M. Brown : Pour ce qui est du mandat, j'ai écouté le débat ce matin. Je n'ai pas d'avis là-dessus mais je pense que le cadre analytique à ce sujet consisterait à examiner deux aspects, c'est-à-dire le Sénat comme lieu de réflexion indépendante. Ce serait le premier aspect. Qu'est-ce que cela signifie exactement? Nous en avons parlé dans notre document.

Le deuxième aspect est celui de l'indépendance qui ne doit pas être altérée. Le Sénat doit rester une institution indépendante. Nous examinons certains aspects de la question dans notre document et nous demandons si, pour tenir compte des aspects pratiques, il y aurait une durée de mandat que la Cour suprême du Canada ne contesterait certainement pas.

Le sénateur Hays : Vous vous interrogez sur l'effet d'un mandat renouvelable sur l'indépendance du Sénat, n'est-ce pas?

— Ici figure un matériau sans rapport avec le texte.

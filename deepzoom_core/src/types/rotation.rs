use crate::DeepZoomError;
use anyhow::Result;
use serde::{Deserialize, Serialize};
use std::{fmt, str::FromStr};

/// Clockwise rotation applied to the source image before anything else.
///
/// Only quarter turns are supported. Any other angle is an invalid parameter.
#[derive(Debug, Clone, Copy, PartialEq, Eq, Default, Serialize, Deserialize)]
#[serde(try_from = "u32", into = "u32")]
pub enum Rotation {
	#[default]
	Deg0,
	Deg90,
	Deg180,
	Deg270,
}

impl Rotation {
	pub fn degrees(self) -> u32 {
		match self {
			Rotation::Deg0 => 0,
			Rotation::Deg90 => 90,
			Rotation::Deg180 => 180,
			Rotation::Deg270 => 270,
		}
	}

	/// `true` for 90° and 270°, where width and height trade places.
	pub fn swaps_axes(self) -> bool {
		matches!(self, Rotation::Deg90 | Rotation::Deg270)
	}

	/// Dimensions of a `width × height` image after this rotation.
	pub fn rotated_size(self, width: u32, height: u32) -> (u32, u32) {
		if self.swaps_axes() {
			(height, width)
		} else {
			(width, height)
		}
	}
}

impl TryFrom<u32> for Rotation {
	type Error = DeepZoomError;

	fn try_from(degrees: u32) -> Result<Self, Self::Error> {
		Ok(match degrees {
			0 => Rotation::Deg0,
			90 => Rotation::Deg90,
			180 => Rotation::Deg180,
			270 => Rotation::Deg270,
			_ => {
				return Err(DeepZoomError::invalid_parameter(format!(
					"rotation must be one of 0, 90, 180, 270, got {degrees}"
				)));
			}
		})
	}
}

impl From<Rotation> for u32 {
	fn from(rotation: Rotation) -> u32 {
		rotation.degrees()
	}
}

impl FromStr for Rotation {
	type Err = DeepZoomError;

	fn from_str(s: &str) -> Result<Self, Self::Err> {
		let degrees: u32 = s
			.trim()
			.parse()
			.map_err(|_| DeepZoomError::invalid_parameter(format!("rotation '{s}' is not a number")))?;
		Rotation::try_from(degrees)
	}
}

impl fmt::Display for Rotation {
	fn fmt(&self, f: &mut fmt::Formatter<'_>) -> fmt::Result {
		write!(f, "{}°", self.degrees())
	}
}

M. Brown : Ce qui me porte à réflexion, c'est de réduire la durée du mandat de 45 à huit ans. À l'heure actuelle la durée du mandat peut atteindre 45 ans et réduire cela à huit, sans parler des autres questions dont nous nous sommes entretenus, me porte à réfléchir. Les questions de l'indépendance et de la réflexion objective semblent l'une et l'autre altérées par un mandat plus court.

Pour ce qui est d'un mandat plus long, la Cour suprême du Canada a dit qu'il était possible de modifier la Constitution concernant le mandat des sénateurs pourvu qu'il n'y ait pas d'incidence sur le pouvoir du Sénat de modérer et contrôler la législation. Donc, c'est possible jusqu'à un certain point.

Le sénateur Hays : Il y a toute une gamme de possibilités — 8, 10, 12, 16, ou 20 ans, etc. Vous pourriez peut-être nous parler des dangers que représentent les différents mandats. Cela nous serait utile.

Ma dernière question porte sur le préambule de la Constitution qui a été cité dans le Renvoi relatif à la Chambre haute et si la pertinence du Parlement de Westminster serait mise en question davantage de nos jours qu'elle l'a été en 1867.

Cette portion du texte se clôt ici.